Ten years ago “normal” teenage mood swings became violent, almost nightly rages that inevitably would end with everyone in the house screaming, yelling, sobbing, and apologizing with promises not to lose control again. Ten years ago was the first time I suspected, that my first born was binge drinking, abusing drugs; having sex and lying.
Ten years ago was the first of many, ongoing encounters with the police; the first hospitalization, the first time she said she wanted to die. Ten years ago the diagnosis was severe ADHD with significant language based learning disabilities.
Ten years of advocating, sometimes pleading and begging for someone who could help us. Ten years and countless appointments with 10+ “mental health” doctors, programs, social workers and agencies . . .ten years of switching medications, finding the medication in the garbage. Ten years of chronic, almost constant gnawing, gut-wrenching fear; fear for her safety, fear for her health, fear for her happiness, fear for her seeming inability to manage her life and make good decisions.
Ten years of doing our best as parents to keep her happy and safe; ten years of feeling guilty, responsible, helpless and often hopeless. Ten years of walking on egg shells, terrified that we might set her off; ten years . . . I cannot begin to imagine what hell it must be for her. The euphoric ups the crashing down into the depths of despair and back again; the frustration, the risk taking, the reckless behavior, the user ‘friends’, the fear, the broken relationships, the lost or stolen cell phones and computers, the sadness . . . too much for anyone to have to bear; as her mother, living with and trying to manage her mental illness quite literally drove me to the brink of insanity.

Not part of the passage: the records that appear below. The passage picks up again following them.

#![deny(
    unsafe_code,
    missing_docs,
    dead_code,
    unused_results,
    non_snake_case,
    unreachable_pub
)]

//! Authoritative world model and rules engine for Descent.
//!
//! A [`Level`] holds the immutable tile layout; a [`WorldState`] is one
//! immutable snapshot of everything that changes while playing. The engine
//! maps a snapshot and an action to the next snapshot ([`simulate`]) and
//! enumerates all legal successors ([`expand`]); [`classify`] decides what a
//! snapshot means for the goal of the level.

mod builder;
mod engine;
mod level;
mod state;
mod tick;

pub use builder::{LevelBuilder, LevelError};
pub use engine::{expand, simulate};
pub use level::Level;
pub use state::WorldState;

use descent_core::{Ground, Occupant, Status};

/// Classifies a snapshot from its content alone.
///
/// Anything but standing on the downstairs is [`Status::Lose`]. On the
/// downstairs the outcome depends on which objectives remain: nothing left is
/// a win, missing rupees alone is [`Status::Rupee`], a closed chest alone is
/// [`Status::Chest`], and both outstanding is [`Status::Exit`].
#[must_use]
pub fn classify(level: &Level, state: &WorldState) -> Status {
    match state.ground()[state.player()] {
        Ground::Downstairs => {}
        Ground::Passable | Ground::Hole | Ground::Glass => return Status::Lose,
    }

    let chest_closed = level.has_chest() && state.up().contains(&Occupant::ChestClosed);
    let rupee_missing = state.rupees_found().contains(&false);

    match (chest_closed, rupee_missing) {
        (false, false) => Status::Win,
        (false, true) => Status::Rupee,
        (true, false) => Status::Chest,
        (true, true) => Status::Exit,
    }
}

/// Query functions that provide read-only views of a snapshot.
pub mod query {
    use descent_core::{Ground, Occupant, Position};

    use super::{Level, WorldState};

    /// Grid position of the player.
    #[must_use]
    pub fn player_position(level: &Level, state: &WorldState) -> Position {
        level.position(state.player())
    }

    /// Number of rupees not collected yet.
    #[must_use]
    pub fn rupees_remaining(state: &WorldState) -> usize {
        state.rupees_found().iter().filter(|found| !**found).count()
    }

    /// Number of chests still closed.
    #[must_use]
    pub fn closed_chests(state: &WorldState) -> usize {
        state
            .up()
            .iter()
            .filter(|occupant| **occupant == Occupant::ChestClosed)
            .count()
    }

    /// Content of the cell at `position`, `None` for walls.
    #[must_use]
    pub fn tile_at(level: &Level, state: &WorldState, position: Position) -> Option<TileView> {
        let index = level.position_index(position)?;
        let rupee = level
            .rupee_slot(index)
            .map_or(false, |slot| !state.rupees_found()[slot]);
        Some(TileView {
            ground: state.ground()[index],
            occupant: state.up()[index],
            player: index == state.player(),
            rupee,
        })
    }

    /// Immutable description of a single tile used for presentation.
    #[derive(Clone, Copy, Debug, PartialEq, Eq)]
    pub struct TileView {
        /// Terrain of the tile.
        pub ground: Ground,
        /// Occupant standing on the tile.
        pub occupant: Occupant,
        /// Whether the player stands on the tile.
        pub player: bool,
        /// Whether an uncollected rupee lies on the tile.
        pub rupee: bool,
    }
}

#[cfg(test)]
mod tests {
    use descent_core::{Action, Position};

    use super::*;

    fn sketch(rows: &[&str]) -> (Level, WorldState) {
        LevelBuilder::from_rows("classify", rows)
            .expect("sketch parses")
            .build()
            .expect("sketch builds")
    }

    #[test]
    fn standing_anywhere_but_the_exit_loses() {
        let (level, state) = sketch(&["@D"]);
        assert_eq!(classify(&level, &state), Status::Lose);
    }

    #[test]
    fn reaching_the_exit_with_nothing_left_wins() {
        let (level, state) = sketch(&["@D"]);
        let next = simulate(&level, &state, Action::Right).expect("walk onto the exit");
        assert_eq!(classify(&level, &next), Status::Win);
    }

    #[test]
    fn missing_rupee_alone_is_a_rupee_milestone() {
        let (level, state) = sketch(&["$@D"]);
        let next = simulate(&level, &state, Action::Right).expect("walk onto the exit");
        assert_eq!(classify(&level, &next), Status::Rupee);
    }

    #[test]
    fn closed_chest_alone_is_a_chest_milestone() {
        let (level, state) = sketch(&["C.", "@D"]);
        let next = simulate(&level, &state, Action::Right).expect("walk onto the exit");
        assert_eq!(classify(&level, &next), Status::Chest);
    }

    #[test]
    fn both_objectives_missing_is_an_exit_milestone() {
        let (level, state) = sketch(&["C$", "@D"]);
        let next = simulate(&level, &state, Action::Right).expect("walk onto the exit");
        assert_eq!(classify(&level, &next), Status::Exit);
    }

    #[test]
    fn tile_view_reports_walls_and_rupees() {
        let (level, state) = sketch(&["#$@"]);
        assert_eq!(query::tile_at(&level, &state, Position::new(0, 0)), None);
        let rupee = query::tile_at(&level, &state, Position::new(1, 0)).expect("rupee tile");
        assert!(rupee.rupee);
        assert!(!rupee.player);
        let player = query::tile_at(&level, &state, Position::new(2, 0)).expect("player tile");
        assert!(player.player);
        assert_eq!(query::rupees_remaining(&state), 1);
        assert_eq!(query::closed_chests(&state), 0);
        assert_eq!(query::player_position(&level, &state), Position::new(2, 0));
    }
}
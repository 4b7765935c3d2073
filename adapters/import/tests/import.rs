use std::path::Path;

use descent_core::{Direction, Ground, Holding, Occupant, Position};
use descent_import::{load_level, parse_level, ImportError};
use descent_world::LevelError;
use serde_json::json;

fn at(column: i32, row: i32) -> serde_json::Value {
    json!({ "x": column * 16, "y": row * 16 })
}

fn facing(column: i32, row: i32, direction: &str) -> serde_json::Value {
    json!({
        "x": column * 16,
        "y": row * 16,
        "customFields": { "direction": direction }
    })
}

#[test]
fn export_becomes_a_level_and_initial_state() {
    let export = json!({
        "identifier": "Level_0",
        "entities": {
            "Ground": [at(0, 0), at(1, 0), at(2, 0), at(0, 1)],
            "Glass": [at(1, 1)],
            "Hole": [at(2, 1)],
            "Down_stairs": [at(3, 1)],
            "Boulder": [at(1, 0)],
            "Chest": [at(0, 1)],
            "Enemy_basic": [facing(2, 0, "Left")],
            "Rupee": [at(1, 1)],
            "Wall": [at(4, 2)],
            "Player_start_position": [facing(0, 0, "Right")]
        }
    });

    let (level, state) = parse_level(&export.to_string()).expect("export imports");

    assert_eq!(level.identifier(), "Level_0");
    assert_eq!((level.width(), level.height()), (5, 3));
    assert_eq!(level.tile_count(), 7);
    assert!(level.has_chest());
    assert_eq!(level.position(state.player()), Position::new(0, 0));
    assert_eq!(state.facing(), Direction::Right);
    assert_eq!(state.holding(), Holding::Empty);
    assert_eq!(state.rupees_found(), &[false]);

    let index = |column, row| {
        level
            .position_index(Position::new(column, row))
            .expect("tile exists")
    };
    assert_eq!(state.ground()[index(1, 1)], Ground::Glass);
    assert_eq!(state.ground()[index(2, 1)], Ground::Hole);
    assert_eq!(state.ground()[index(3, 1)], Ground::Downstairs);
    assert_eq!(state.up()[index(1, 0)], Occupant::Boulder);
    assert_eq!(state.up()[index(0, 1)], Occupant::ChestClosed);
    assert_eq!(
        state.up()[index(2, 0)],
        Occupant::BasicEnemy(Direction::Left)
    );
    assert_eq!(level.rupees(), &[index(1, 1)]);
}

#[test]
fn ground_kinds_resolve_by_priority() {
    let export = json!({
        "identifier": "overlap",
        "entities": {
            "Ground": [at(0, 0)],
            "Hole": [at(0, 0), at(1, 0)],
            "Glass": [at(1, 0), at(2, 0)],
            "Down_stairs": [at(2, 0)],
            "Player_start_position": [facing(0, 0, "Up")]
        }
    });

    let (_, state) = parse_level(&export.to_string()).expect("export imports");
    assert_eq!(
        state.ground(),
        &[Ground::Passable, Ground::Hole, Ground::Glass]
    );
}

#[test]
fn occupants_resolve_by_priority() {
    let export = json!({
        "identifier": "stacked",
        "entities": {
            "Ground": [at(0, 0), at(1, 0), at(2, 0)],
            "Chest": [at(1, 0)],
            "Boulder": [at(1, 0), at(2, 0)],
            "Enemy_seeker": [at(2, 0)],
            "Player_start_position": [facing(0, 0, "Down")]
        }
    });

    let (_, state) = parse_level(&export.to_string()).expect("export imports");
    assert_eq!(
        state.up(),
        &[Occupant::Empty, Occupant::ChestClosed, Occupant::Boulder]
    );
}

#[test]
fn legacy_enemy_kind_is_a_basic_enemy() {
    let export = json!({
        "identifier": "legacy",
        "entities": {
            "Ground": [at(0, 0), at(1, 0)],
            "Enemy": [facing(1, 0, "Down")],
            "Player_start_position": [facing(0, 0, "Down")]
        }
    });

    let (_, state) = parse_level(&export.to_string()).expect("export imports");
    assert_eq!(state.up()[1], Occupant::BasicEnemy(Direction::Down));
}

#[test]
fn null_and_missing_lists_are_empty() {
    let export = json!({
        "identifier": "sparse",
        "entities": {
            "Ground": [at(0, 0)],
            "Boulder": null,
            "Player_start_position": [facing(0, 0, "Left")]
        }
    });

    let (level, state) = parse_level(&export.to_string()).expect("export imports");
    assert_eq!(level.tile_count(), 1);
    assert!(state.rupees_found().is_empty());
    assert!(!level.has_chest());
}

#[test]
fn missing_player_start_is_reported() {
    let export = json!({
        "identifier": "nobody",
        "entities": { "Ground": [at(0, 0)] }
    });

    let error = parse_level(&export.to_string()).expect_err("no player");
    assert!(matches!(error, ImportError::MissingPlayer));
}

#[test]
fn enemy_without_direction_is_reported() {
    let export = json!({
        "identifier": "lost",
        "entities": {
            "Ground": [at(0, 0), at(0, 1)],
            "Enemy_basic": [at(0, 1)],
            "Player_start_position": [facing(0, 0, "Down")]
        }
    });

    let error = parse_level(&export.to_string()).expect_err("enemy has no direction");
    match error {
        ImportError::MissingDirection { kind, position } => {
            assert_eq!(kind, "Enemy_basic");
            assert_eq!(position, Position::new(0, 1));
        }
        other => panic!("unexpected error: {other}"),
    }
}

#[test]
fn player_on_a_wall_is_reported() {
    let export = json!({
        "identifier": "walled in",
        "entities": {
            "Ground": [at(0, 0)],
            "Wall": [at(1, 0)],
            "Player_start_position": [facing(1, 0, "Down")]
        }
    });

    let error = parse_level(&export.to_string()).expect_err("player stands on a wall");
    assert!(matches!(
        error,
        ImportError::Level(LevelError::PlayerOffGrid(position)) if position == Position::new(1, 0)
    ));
}

#[test]
fn malformed_json_is_reported() {
    let error = parse_level("{ \"identifier\": ").expect_err("truncated export");
    assert!(matches!(error, ImportError::Json(_)));
}

#[test]
fn unreadable_file_names_the_path() {
    let path = Path::new("definitely/not/a/level.json");
    let error = load_level(path).expect_err("file does not exist");
    match error {
        ImportError::Read { path: reported, .. } => assert_eq!(reported, path),
        other => panic!("unexpected error: {other}"),
    }
}
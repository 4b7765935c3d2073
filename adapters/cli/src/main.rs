#![deny(
    unsafe_code,
    missing_docs,
    dead_code,
    unused_results,
    non_snake_case,
    unreachable_pub
)]

//! Command-line adapter that solves and replays Descent levels.

mod config;
mod levels;

use std::path::PathBuf;

use anyhow::Result as AnyResult;
use clap::{Parser, Subcommand};
use tracing::info;
use tracing_subscriber::EnvFilter;

use crate::config::Config;

/// Breadth-first solver for tile dungeon levels.
#[derive(Debug, Parser)]
#[command(name = "descent", version)]
struct Cli {
    /// Configuration file; defaults apply when it does not exist.
    #[arg(long, global = true, default_value = "descent.toml")]
    config: PathBuf,
    /// Directory holding one sub-directory per level.
    #[arg(long, global = true)]
    levels_dir: Option<PathBuf>,
    /// Directory receiving solution transcripts.
    #[arg(long, global = true)]
    solutions_dir: Option<PathBuf>,
    #[command(subcommand)]
    command: Command,
}

#[derive(Debug, Subcommand)]
enum Command {
    /// Solve the named levels, or every level when none is named.
    Solve {
        /// Level directory names.
        levels: Vec<String>,
    },
    /// Replay a comma separated action list and print every step.
    Replay {
        /// Level directory name.
        level: String,
        /// Actions such as `UP, ABSORB_GROUND, RIGHT`.
        actions: String,
    },
}

/// Entry point for the Descent command-line interface.
fn main() -> AnyResult<()> {
    let cli = Cli::parse();
    let config = Config::load(&cli.config)?.with_overrides(cli.levels_dir, cli.solutions_dir);
    init_tracing(&config.log_filter);

    match cli.command {
        Command::Solve { levels } => solve(&config, &levels),
        Command::Replay { level, actions } => {
            let actions = levels::parse_actions(&actions)?;
            let path = levels::named_level(&config.levels_dir, &level);
            let transcript = levels::replay_level(&path, &actions)?;
            print!("{transcript}");
            Ok(())
        }
    }
}

fn solve(config: &Config, names: &[String]) -> AnyResult<()> {
    let files = if names.is_empty() {
        levels::all_levels(&config.levels_dir)?
    } else {
        names
            .iter()
            .map(|name| levels::named_level(&config.levels_dir, name))
            .collect()
    };

    info!(levels = files.len(), "solving_levels");
    for file in files {
        let _ = levels::solve_level(&file, config)?;
    }
    Ok(())
}

fn init_tracing(fallback: &str) {
    let filter = EnvFilter::try_from_default_env().unwrap_or_else(|_| EnvFilter::new(fallback));
    tracing_subscriber::fmt()
        .with_env_filter(filter)
        .with_target(false)
        .with_writer(std::io::stderr)
        .compact()
        .init();
}
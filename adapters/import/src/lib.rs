#![deny(
    unsafe_code,
    missing_docs,
    dead_code,
    unused_results,
    non_snake_case,
    unreachable_pub
)]

//! Loader for level-editor JSON exports.
//!
//! Exports list entities by kind, each at a pixel coordinate. Coordinates are
//! divided by [`TILE_SIZE`] to obtain grid cells. Cells covered by a ground
//! entity become tiles; everything else is wall.

use std::{
    collections::BTreeMap,
    fs,
    path::{Path, PathBuf},
};

use descent_core::{Direction, Ground, Occupant, Position};
use descent_world::{Level, LevelBuilder, LevelError, WorldState};
use serde::Deserialize;
use tracing::debug;

/// Edge length of one tile in export pixels.
pub const TILE_SIZE: i32 = 16;

/// Failures raised while turning an export into a level.
#[derive(Debug, thiserror::Error)]
pub enum ImportError {
    /// The export file could not be read.
    #[error("failed to read {path}")]
    Read {
        /// File that was requested.
        path: PathBuf,
        /// Underlying I/O failure.
        #[source]
        source: std::io::Error,
    },
    /// The export is not valid JSON or does not match the expected shape.
    #[error("invalid level export")]
    Json(#[from] serde_json::Error),
    /// No player start entity was present.
    #[error("level has no player start position")]
    MissingPlayer,
    /// A directional entity lacks its direction field.
    #[error("{kind} at {position} has no direction")]
    MissingDirection {
        /// Entity kind as named in the export.
        kind: &'static str,
        /// Grid cell of the entity.
        position: Position,
    },
    /// The entities do not describe a consistent level.
    #[error("inconsistent level layout")]
    Level(#[from] LevelError),
}

/// Reads and parses the export stored at `path`.
pub fn load_level(path: &Path) -> Result<(Level, WorldState), ImportError> {
    let contents = fs::read_to_string(path).map_err(|source| ImportError::Read {
        path: path.to_path_buf(),
        source,
    })?;
    parse_level(&contents)
}

/// Parses an export held in memory.
pub fn parse_level(json: &str) -> Result<(Level, WorldState), ImportError> {
    let export: LevelExport = serde_json::from_str(json)?;
    let (level, state) = export.into_builder()?.build()?;
    debug!(
        level = level.identifier(),
        tiles = level.tile_count(),
        rupees = level.rupees().len(),
        "level_imported"
    );
    Ok((level, state))
}

#[derive(Debug, Deserialize)]
struct LevelExport {
    identifier: String,
    #[serde(default)]
    entities: Entities,
}

#[derive(Debug, Default, Deserialize)]
struct Entities {
    #[serde(rename = "Boulder", default)]
    boulder: Option<Vec<Entity>>,
    #[serde(rename = "Chest", default)]
    chest: Option<Vec<Entity>>,
    #[serde(rename = "Down_stairs", default)]
    down_stairs: Option<Vec<Entity>>,
    #[serde(rename = "Enemy_basic", alias = "Enemy", default)]
    enemy_basic: Option<Vec<Entity>>,
    #[serde(rename = "Enemy_seeker", default)]
    enemy_seeker: Option<Vec<Entity>>,
    #[serde(rename = "Glass", default)]
    glass: Option<Vec<Entity>>,
    #[serde(rename = "Ground", default)]
    ground: Option<Vec<Entity>>,
    #[serde(rename = "Hole", default)]
    hole: Option<Vec<Entity>>,
    #[serde(rename = "Player_start_position", default)]
    player_start: Option<Vec<Entity>>,
    #[serde(rename = "Rupee", default)]
    rupee: Option<Vec<Entity>>,
    #[serde(rename = "Wall", default)]
    wall: Option<Vec<Entity>>,
}

#[derive(Debug, Deserialize)]
struct Entity {
    x: i32,
    y: i32,
    #[serde(rename = "customFields", default)]
    custom_fields: Option<CustomFields>,
}

#[derive(Debug, Deserialize)]
struct CustomFields {
    #[serde(default)]
    direction: Option<Direction>,
}

impl Entity {
    fn position(&self) -> Position {
        Position::new(self.x.div_euclid(TILE_SIZE), self.y.div_euclid(TILE_SIZE))
    }

    fn direction(&self, kind: &'static str) -> Result<Direction, ImportError> {
        self.custom_fields
            .as_ref()
            .and_then(|fields| fields.direction)
            .ok_or(ImportError::MissingDirection {
                kind,
                position: self.position(),
            })
    }
}

fn each(entities: &Option<Vec<Entity>>) -> impl Iterator<Item = &Entity> {
    entities.iter().flatten()
}

impl LevelExport {
    fn into_builder(self) -> Result<LevelBuilder, ImportError> {
        let entities = &self.entities;

        // Earlier kinds win when two entities share a cell.
        let mut grounds = BTreeMap::new();
        for (list, ground) in [
            (&entities.ground, Ground::Passable),
            (&entities.hole, Ground::Hole),
            (&entities.glass, Ground::Glass),
            (&entities.down_stairs, Ground::Downstairs),
        ] {
            for entity in each(list) {
                let _ = grounds.entry(entity.position()).or_insert(ground);
            }
        }

        let mut occupants = BTreeMap::new();
        for entity in each(&entities.chest) {
            let _ = occupants
                .entry(entity.position())
                .or_insert(Occupant::ChestClosed);
        }
        for entity in each(&entities.boulder) {
            let _ = occupants.entry(entity.position()).or_insert(Occupant::Boulder);
        }
        for entity in each(&entities.enemy_seeker) {
            let _ = occupants.entry(entity.position()).or_insert(Occupant::Seeker);
        }
        for entity in each(&entities.enemy_basic) {
            let facing = entity.direction("Enemy_basic")?;
            let _ = occupants
                .entry(entity.position())
                .or_insert(Occupant::BasicEnemy(facing));
        }

        let start = each(&entities.player_start)
            .next()
            .ok_or(ImportError::MissingPlayer)?;
        let facing = start.direction("Player_start_position")?;

        let (width, height) = self.extent();
        let mut builder = LevelBuilder::new(self.identifier.as_str())
            .extent(width, height)
            .player(start.position(), facing);
        for (position, ground) in grounds {
            builder = builder.ground(position, ground);
        }
        for (position, occupant) in occupants {
            builder = builder.occupant(position, occupant);
        }
        for entity in each(&entities.rupee) {
            builder = builder.rupee(entity.position());
        }
        Ok(builder)
    }

    /// Grid size spanned by every entity, walls included.
    fn extent(&self) -> (i32, i32) {
        let entities = &self.entities;
        [
            &entities.boulder,
            &entities.chest,
            &entities.down_stairs,
            &entities.enemy_basic,
            &entities.enemy_seeker,
            &entities.glass,
            &entities.ground,
            &entities.hole,
            &entities.player_start,
            &entities.rupee,
            &entities.wall,
        ]
        .into_iter()
        .flat_map(each)
        .map(Entity::position)
        .fold((0, 0), |(width, height), position| {
            (width.max(position.column() + 1), height.max(position.row() + 1))
        })
    }
}

#[cfg(test)]
mod tests {
    use super::*;

    #[test]
    fn pixels_map_to_cells() {
        let entity = Entity {
            x: 47,
            y: 16,
            custom_fields: None,
        };
        assert_eq!(entity.position(), Position::new(2, 1));
    }

    #[test]
    fn missing_direction_names_the_entity() {
        let entity = Entity {
            x: 0,
            y: 32,
            custom_fields: Some(CustomFields { direction: None }),
        };
        match entity.direction("Enemy_basic") {
            Err(ImportError::MissingDirection { kind, position }) => {
                assert_eq!(kind, "Enemy_basic");
                assert_eq!(position, Position::new(0, 2));
            }
            other => panic!("unexpected result: {other:?}"),
        }
    }
}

Ten years and still drinking, doing drugs, getting into trouble with the police, hanging with lowlifes and engaging in sexual promiscuity. Not exactly what a mother wants for her child. My love is and always will be undying. I do what I can to support her and we continue to look for the help she needs to become a healthy, happy, responsible adult. At this point, she needs to make some difficult choices about how she wants to live her life. I pray for her and hope that God will keep her in his care.